UOC Oncologia, Ospedale dell'Angelo, 30174 Mestre, Italy.
Division of Medical Oncology 2, IRCCS Regina Elena National Cancer Institute, 00144 Rome, Italy.
Int J Mol Sci. 2020 May 16;21(10):3528. doi: 10.3390/ijms21103528.

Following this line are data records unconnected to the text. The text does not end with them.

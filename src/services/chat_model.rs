use super::openai_client::ChatCompletionRequest;
use crate::core::function_call::RawFunctionCall;
use crate::error::Result;
use crate::types::cost::TokenUsage;
use async_trait::async_trait;

/// One assistant message returned by the model
#[derive(Debug, Clone, Default, PartialEq)]
pub struct Completion {
    pub content: Option<String>,
    pub function_call: Option<RawFunctionCall>,
    pub usage: Option<TokenUsage>,
    /// Model that served the request, as reported by the provider
    pub model: Option<String>,
}

impl Completion {
    pub fn text(content: impl Into<String>) -> Self {
        Self {
            content: Some(content.into()),
            ..Self::default()
        }
    }

    pub fn call(name: impl Into<String>, arguments: impl Into<String>) -> Self {
        Self {
            function_call: Some(RawFunctionCall::new(name, arguments)),
            ..Self::default()
        }
    }

    pub fn with_usage(mut self, usage: TokenUsage) -> Self {
        self.usage = Some(usage);
        self
    }

    pub fn with_model(mut self, model: impl Into<String>) -> Self {
        self.model = Some(model.into());
        self
    }

    /// The message text, empty when the model sent none
    pub fn content_text(&self) -> &str {
        self.content.as_deref().unwrap_or_default()
    }
}

/// The external completion boundary.
///
/// Implementations own transport-level retries; an error returned here is
/// final for the dialogue.
#[async_trait]
pub trait ChatModel: Send + Sync {
    async fn complete(&self, request: ChatCompletionRequest) -> Result<Completion>;
}

#[cfg(test)]
mod tests {
    use super::*;
    use serde_json::json;
    use std::sync::Arc;

    struct EchoModel;

    #[async_trait]
    impl ChatModel for EchoModel {
        async fn complete(&self, request: ChatCompletionRequest) -> Result<Completion> {
            let last = request
                .messages()
                .last()
                .and_then(|message| message["content"].as_str())
                .unwrap_or_default()
                .to_string();
            Ok(Completion::text(last).with_model(request.model()))
        }
    }

    #[test]
    fn test_model_behind_trait_object() {
        let model: Arc<dyn ChatModel> = Arc::new(EchoModel);
        let request = ChatCompletionRequest::new(
            "gpt-4o-mini",
            vec![json!({"role": "user", "content": "hello"})],
        );

        let completion = tokio_test::block_on(model.complete(request)).unwrap();
        assert_eq!(completion.content_text(), "hello");
        assert_eq!(completion.model.as_deref(), Some("gpt-4o-mini"));
        assert!(completion.function_call.is_none());
    }

    #[test]
    fn test_content_text_defaults_to_empty() {
        assert_eq!(Completion::default().content_text(), "");
        let call = Completion::call("query_hotels", "{}");
        assert_eq!(call.content_text(), "");
        assert_eq!(call.function_call.unwrap().name, "query_hotels");
    }
}
//! Text-level fixes for known malformed-call patterns, applied before
//! validation.
//!
//! Every fix is best-effort and a fixed point: repairing a repaired call
//! returns it unchanged. Input matching no pattern passes through as-is.

use crate::core::function_call::RawFunctionCall;
use once_cell::sync::Lazy;
use regex::{Captures, Regex};
use serde_json::Value;
use std::fmt;

/// A single-quoted SQL literal compared with `=`, ending where the
/// statement or the condition ends
static SQL_LITERAL: Lazy<Regex> = Lazy::new(|| {
    Regex::new(r"(?i)(=\s*)'(.*?)'(\s*(?:$|;|\)|\band\b|\bor\b|\border\b|\blimit\b|\bgroup\b))")
        .expect("valid regex")
});

/// Known fixes, in the order they are attempted
#[derive(Debug, Clone, Copy, PartialEq, Eq)]
pub enum RepairKind {
    /// `\'` is not a JSON escape; dropping the backslash lets the payload decode
    InvalidQuoteEscape,
    /// An apostrophe inside a quoted SQL literal is doubled
    SqlLiteralQuote,
    /// `namespace.function` becomes `function`
    DottedName,
}

impl fmt::Display for RepairKind {
    fn fmt(&self, f: &mut fmt::Formatter<'_>) -> fmt::Result {
        let name = match self {
            RepairKind::InvalidQuoteEscape => "invalid_quote_escape",
            RepairKind::SqlLiteralQuote => "sql_literal_quote",
            RepairKind::DottedName => "dotted_name",
        };
        f.write_str(name)
    }
}

#[derive(Debug, Clone, PartialEq, Eq)]
pub struct RepairOutcome {
    pub call: RawFunctionCall,
    pub applied: Vec<RepairKind>,
}

impl RepairOutcome {
    pub fn is_unchanged(&self) -> bool {
        self.applied.is_empty()
    }
}

pub fn repair(call: &RawFunctionCall) -> RepairOutcome {
    let mut applied = Vec::new();

    let mut arguments = call.arguments.clone();
    if let Some(fixed) = drop_invalid_quote_escapes(&arguments) {
        arguments = fixed;
        applied.push(RepairKind::InvalidQuoteEscape);
    }
    if let Some(fixed) = escape_sql_literals(&arguments) {
        arguments = fixed;
        applied.push(RepairKind::SqlLiteralQuote);
    }

    let name = match call.name.rsplit_once('.') {
        Some((_, last)) => {
            applied.push(RepairKind::DottedName);
            last.to_string()
        }
        None => call.name.clone(),
    };

    RepairOutcome {
        call: RawFunctionCall { name, arguments },
        applied,
    }
}

fn drop_invalid_quote_escapes(arguments: &str) -> Option<String> {
    if !arguments.contains("\\'") || serde_json::from_str::<Value>(arguments).is_ok() {
        return None;
    }
    let candidate = arguments.replace("\\'", "'");
    serde_json::from_str::<Value>(&candidate).ok()?;
    Some(candidate)
}

fn escape_sql_literals(arguments: &str) -> Option<String> {
    let Ok(Value::Object(mut decoded)) = serde_json::from_str::<Value>(arguments) else {
        return None;
    };
    let Some(Value::String(sql)) = decoded.get("sql") else {
        return None;
    };

    let fixed = SQL_LITERAL.replace_all(sql, |caps: &Captures<'_>| {
        let body = caps[2].replace("''", "'").replace('\'', "''");
        format!("{}'{}'{}", &caps[1], body, &caps[3])
    });
    if fixed == *sql {
        return None;
    }

    let fixed = fixed.into_owned();
    decoded.insert("sql".to_string(), Value::String(fixed));
    serde_json::to_string(&decoded).ok()
}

In locally advanced (LA) breast cancer (BC), neoadjuvant treatments have led to major achievements, which hold particular relevance in HER2-positive and triple-negative BC. Conversely, their role in hormone receptor positive (HR+), hormone epidermal growth factor 2 negative (HER2-) BC is still under debate, mainly due to the generally low rates of pathological complete response (pCR) and lower accuracy of pCR as predictors of long-term outcomes in this patient subset. While administration of neoadjuvant chemotherapy (NCT) in LA, HR+, HER2- BC patients is widely used in clinical practice, neoadjuvant endocrine therapy (NET) still retains an unfulfilled potential in the management of these subgroups, particularly in elderly and unfit patients. In addition, NET has gained a central role as a platform to test new drugs and predictive biomarkers in previously untreated patients. We herein present historical data regarding Tamoxifen and/or Aromatase Inhibitors and a debate on recent evidence regarding agents such as CDK4/6 and PI3K/mTOR inhibitors in the neoadjuvant setting. We also discuss key issues concerning the optimal treatment length, appropriate comparisons with NCT efficacy and use of NET in premenopausal patients.
在局部晚期(LA)乳腺癌(BC)中,新辅助治疗已取得重大成就,在 HER2 阳性和三阴性 BC 中尤其相关。然而,其在激素受体阳性(HR+)、激素表皮生长因子 2 阴性(HER2-)BC 中的作用仍存在争议,主要是由于该患者亚组的病理完全缓解(pCR)率通常较低,且 pCR 作为长期结局预测指标的准确性较低。虽然新辅助化疗(NCT)在 LA、HR+、HER2-BC 患者中的应用在临床实践中广泛使用,但新辅助内分泌治疗(NET)在这些亚组的管理中仍具有未被满足的潜力,特别是在老年和不适合治疗的患者中。此外,NET 已成为在未经治疗的患者中测试新药和预测性生物标志物的平台。我们在此介绍了关于他莫昔芬和/或芳香化酶抑制剂的历史数据,并就 CDK4/6 和 PI3K/mTOR 抑制剂等药物在新辅助治疗中的最新证据进行了辩论。我们还讨论了与治疗最佳时长、与 NCT 疗效的适当比较以及 NET 在绝经前患者中的应用相关的关键问题。